ASSIGNMENT: Copy exactly the lines of the material below that run from the one containing "fn supports_keep_alive(&self) ->" through the one containing "let response = match http.execute(request).await". Copy no other lines.

EXERCISE INPUTS:
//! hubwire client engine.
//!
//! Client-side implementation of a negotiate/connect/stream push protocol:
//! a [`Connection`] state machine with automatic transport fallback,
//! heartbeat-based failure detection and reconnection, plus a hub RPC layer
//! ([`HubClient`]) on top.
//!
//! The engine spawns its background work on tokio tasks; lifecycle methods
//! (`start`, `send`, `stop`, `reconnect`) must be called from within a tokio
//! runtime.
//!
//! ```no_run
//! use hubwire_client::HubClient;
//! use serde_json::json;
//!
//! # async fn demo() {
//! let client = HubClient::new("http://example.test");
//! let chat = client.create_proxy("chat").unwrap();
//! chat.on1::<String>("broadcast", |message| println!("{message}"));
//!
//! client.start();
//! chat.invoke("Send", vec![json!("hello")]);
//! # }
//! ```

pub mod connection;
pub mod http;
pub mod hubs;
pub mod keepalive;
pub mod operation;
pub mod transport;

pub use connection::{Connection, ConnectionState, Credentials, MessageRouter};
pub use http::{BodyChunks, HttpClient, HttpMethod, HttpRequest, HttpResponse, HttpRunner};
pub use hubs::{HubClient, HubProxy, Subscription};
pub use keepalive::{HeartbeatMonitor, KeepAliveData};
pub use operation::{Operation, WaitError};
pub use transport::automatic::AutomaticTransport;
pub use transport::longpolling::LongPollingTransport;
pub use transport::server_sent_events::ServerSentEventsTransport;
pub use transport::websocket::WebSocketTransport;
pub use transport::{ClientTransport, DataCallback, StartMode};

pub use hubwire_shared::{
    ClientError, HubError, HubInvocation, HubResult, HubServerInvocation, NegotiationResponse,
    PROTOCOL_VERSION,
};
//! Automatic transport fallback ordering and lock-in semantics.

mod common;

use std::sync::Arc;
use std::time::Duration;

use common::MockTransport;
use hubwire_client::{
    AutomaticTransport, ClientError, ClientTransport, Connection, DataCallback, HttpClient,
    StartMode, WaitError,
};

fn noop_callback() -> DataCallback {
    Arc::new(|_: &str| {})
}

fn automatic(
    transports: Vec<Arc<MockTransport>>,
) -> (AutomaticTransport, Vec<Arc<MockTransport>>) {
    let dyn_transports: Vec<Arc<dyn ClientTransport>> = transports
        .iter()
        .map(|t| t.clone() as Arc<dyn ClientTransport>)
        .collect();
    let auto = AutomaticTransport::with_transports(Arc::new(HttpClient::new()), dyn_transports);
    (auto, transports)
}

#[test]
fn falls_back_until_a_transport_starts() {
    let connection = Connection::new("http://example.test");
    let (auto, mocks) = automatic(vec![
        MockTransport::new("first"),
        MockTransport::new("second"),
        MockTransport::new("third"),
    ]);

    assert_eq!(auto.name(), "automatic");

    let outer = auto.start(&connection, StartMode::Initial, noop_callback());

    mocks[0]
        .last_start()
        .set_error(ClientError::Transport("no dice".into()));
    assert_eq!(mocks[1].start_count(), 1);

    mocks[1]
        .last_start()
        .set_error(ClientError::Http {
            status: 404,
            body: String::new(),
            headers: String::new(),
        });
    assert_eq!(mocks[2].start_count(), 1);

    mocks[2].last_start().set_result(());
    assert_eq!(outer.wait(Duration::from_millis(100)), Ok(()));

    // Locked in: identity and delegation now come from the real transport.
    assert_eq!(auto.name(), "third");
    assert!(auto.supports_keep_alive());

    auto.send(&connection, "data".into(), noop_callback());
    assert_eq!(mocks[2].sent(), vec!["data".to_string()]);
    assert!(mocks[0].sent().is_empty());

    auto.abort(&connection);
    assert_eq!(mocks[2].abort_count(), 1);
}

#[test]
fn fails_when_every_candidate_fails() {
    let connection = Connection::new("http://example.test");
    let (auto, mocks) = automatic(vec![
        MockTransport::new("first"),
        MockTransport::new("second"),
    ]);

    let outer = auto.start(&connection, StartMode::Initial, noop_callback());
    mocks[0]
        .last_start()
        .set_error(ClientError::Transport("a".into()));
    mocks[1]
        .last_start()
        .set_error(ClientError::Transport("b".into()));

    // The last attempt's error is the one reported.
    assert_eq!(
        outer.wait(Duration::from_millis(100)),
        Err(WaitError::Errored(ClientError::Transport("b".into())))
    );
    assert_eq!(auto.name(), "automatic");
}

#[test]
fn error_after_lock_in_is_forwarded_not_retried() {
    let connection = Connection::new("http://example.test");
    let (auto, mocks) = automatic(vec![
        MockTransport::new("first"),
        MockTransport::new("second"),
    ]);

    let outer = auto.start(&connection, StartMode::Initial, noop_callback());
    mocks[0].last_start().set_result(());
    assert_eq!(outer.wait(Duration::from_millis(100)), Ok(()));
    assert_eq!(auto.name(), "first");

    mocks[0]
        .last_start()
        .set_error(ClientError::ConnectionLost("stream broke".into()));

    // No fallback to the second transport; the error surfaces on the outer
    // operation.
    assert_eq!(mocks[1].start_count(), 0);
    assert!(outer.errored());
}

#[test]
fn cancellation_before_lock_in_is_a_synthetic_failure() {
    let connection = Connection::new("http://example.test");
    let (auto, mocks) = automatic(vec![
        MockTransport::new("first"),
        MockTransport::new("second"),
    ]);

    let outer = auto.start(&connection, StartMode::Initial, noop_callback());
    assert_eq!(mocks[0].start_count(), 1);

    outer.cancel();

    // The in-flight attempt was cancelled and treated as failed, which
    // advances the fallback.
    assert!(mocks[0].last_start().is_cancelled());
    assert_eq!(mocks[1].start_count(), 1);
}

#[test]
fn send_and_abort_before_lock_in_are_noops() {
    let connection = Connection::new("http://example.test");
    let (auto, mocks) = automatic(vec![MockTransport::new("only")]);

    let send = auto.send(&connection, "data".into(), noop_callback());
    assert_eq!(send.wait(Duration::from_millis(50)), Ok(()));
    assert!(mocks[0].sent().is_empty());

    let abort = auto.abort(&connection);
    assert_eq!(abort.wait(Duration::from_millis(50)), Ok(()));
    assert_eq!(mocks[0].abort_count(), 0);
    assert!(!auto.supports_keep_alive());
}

---

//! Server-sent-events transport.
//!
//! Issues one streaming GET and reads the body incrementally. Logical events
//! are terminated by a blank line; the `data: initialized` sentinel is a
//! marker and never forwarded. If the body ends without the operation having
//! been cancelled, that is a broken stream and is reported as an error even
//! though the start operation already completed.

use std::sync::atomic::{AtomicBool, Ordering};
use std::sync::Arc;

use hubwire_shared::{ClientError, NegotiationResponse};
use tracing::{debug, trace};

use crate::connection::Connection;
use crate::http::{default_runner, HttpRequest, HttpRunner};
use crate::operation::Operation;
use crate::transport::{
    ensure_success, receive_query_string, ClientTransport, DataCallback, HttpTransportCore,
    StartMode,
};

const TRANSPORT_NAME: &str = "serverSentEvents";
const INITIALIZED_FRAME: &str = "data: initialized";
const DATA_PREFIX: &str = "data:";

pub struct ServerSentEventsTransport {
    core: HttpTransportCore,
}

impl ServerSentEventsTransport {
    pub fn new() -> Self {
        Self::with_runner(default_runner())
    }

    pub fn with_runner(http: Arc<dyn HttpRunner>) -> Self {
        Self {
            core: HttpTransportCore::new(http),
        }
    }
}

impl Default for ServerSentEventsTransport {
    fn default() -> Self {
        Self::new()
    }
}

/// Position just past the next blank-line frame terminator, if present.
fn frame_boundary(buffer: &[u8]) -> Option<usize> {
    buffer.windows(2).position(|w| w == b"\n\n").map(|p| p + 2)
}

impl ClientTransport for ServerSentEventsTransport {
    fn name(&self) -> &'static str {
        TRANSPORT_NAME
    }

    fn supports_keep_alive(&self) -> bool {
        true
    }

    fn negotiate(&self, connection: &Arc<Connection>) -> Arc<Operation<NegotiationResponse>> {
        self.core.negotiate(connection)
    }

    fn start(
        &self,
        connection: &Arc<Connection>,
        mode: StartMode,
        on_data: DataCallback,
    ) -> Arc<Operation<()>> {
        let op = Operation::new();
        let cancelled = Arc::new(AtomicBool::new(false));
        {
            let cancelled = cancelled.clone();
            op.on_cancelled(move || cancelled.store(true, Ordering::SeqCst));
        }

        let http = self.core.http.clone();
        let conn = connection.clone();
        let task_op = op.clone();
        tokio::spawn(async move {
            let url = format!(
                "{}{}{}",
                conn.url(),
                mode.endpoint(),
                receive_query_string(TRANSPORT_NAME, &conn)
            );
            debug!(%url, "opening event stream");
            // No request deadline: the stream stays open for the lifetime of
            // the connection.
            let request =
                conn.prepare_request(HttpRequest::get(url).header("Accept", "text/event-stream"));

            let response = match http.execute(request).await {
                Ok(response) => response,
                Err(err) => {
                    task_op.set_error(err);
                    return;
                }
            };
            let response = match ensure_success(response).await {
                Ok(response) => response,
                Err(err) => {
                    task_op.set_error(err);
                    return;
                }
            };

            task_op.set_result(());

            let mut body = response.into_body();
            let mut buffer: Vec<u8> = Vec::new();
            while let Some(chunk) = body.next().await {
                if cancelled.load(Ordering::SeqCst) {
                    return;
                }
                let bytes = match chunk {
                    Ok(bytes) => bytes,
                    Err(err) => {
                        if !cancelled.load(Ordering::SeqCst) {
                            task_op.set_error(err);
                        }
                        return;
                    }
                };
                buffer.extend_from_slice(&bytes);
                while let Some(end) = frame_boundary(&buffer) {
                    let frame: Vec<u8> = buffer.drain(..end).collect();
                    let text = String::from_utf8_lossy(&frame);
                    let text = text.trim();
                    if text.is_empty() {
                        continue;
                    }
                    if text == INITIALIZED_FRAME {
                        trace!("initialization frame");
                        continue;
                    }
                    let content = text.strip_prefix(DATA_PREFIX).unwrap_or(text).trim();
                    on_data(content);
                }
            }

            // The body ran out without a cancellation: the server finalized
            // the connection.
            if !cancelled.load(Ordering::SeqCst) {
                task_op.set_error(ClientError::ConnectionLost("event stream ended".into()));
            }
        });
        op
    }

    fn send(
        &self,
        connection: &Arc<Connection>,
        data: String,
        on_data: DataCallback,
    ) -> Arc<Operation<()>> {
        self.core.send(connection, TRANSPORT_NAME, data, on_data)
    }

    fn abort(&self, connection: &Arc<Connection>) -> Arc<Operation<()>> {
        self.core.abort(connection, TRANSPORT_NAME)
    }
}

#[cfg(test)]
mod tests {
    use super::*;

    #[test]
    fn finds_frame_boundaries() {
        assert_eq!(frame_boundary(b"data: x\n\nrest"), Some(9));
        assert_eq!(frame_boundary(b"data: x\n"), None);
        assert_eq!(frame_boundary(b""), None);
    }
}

PROBLEM SOLUTION:
    fn supports_keep_alive(&self) -> bool {
        true
    }

    fn negotiate(&self, connection: &Arc<Connection>) -> Arc<Operation<NegotiationResponse>> {
        self.core.negotiate(connection)
    }

    fn start(
        &self,
        connection: &Arc<Connection>,
        mode: StartMode,
        on_data: DataCallback,
    ) -> Arc<Operation<()>> {
        let op = Operation::new();
        let cancelled = Arc::new(AtomicBool::new(false));
        {
            let cancelled = cancelled.clone();
            op.on_cancelled(move || cancelled.store(true, Ordering::SeqCst));
        }

        let http = self.core.http.clone();
        let conn = connection.clone();
        let task_op = op.clone();
        tokio::spawn(async move {
            let url = format!(
                "{}{}{}",
                conn.url(),
                mode.endpoint(),
                receive_query_string(TRANSPORT_NAME, &conn)
            );
            debug!(%url, "opening event stream");
            // No request deadline: the stream stays open for the lifetime of
            // the connection.
            let request =
                conn.prepare_request(HttpRequest::get(url).header("Accept", "text/event-stream"));

            let response = match http.execute(request).await {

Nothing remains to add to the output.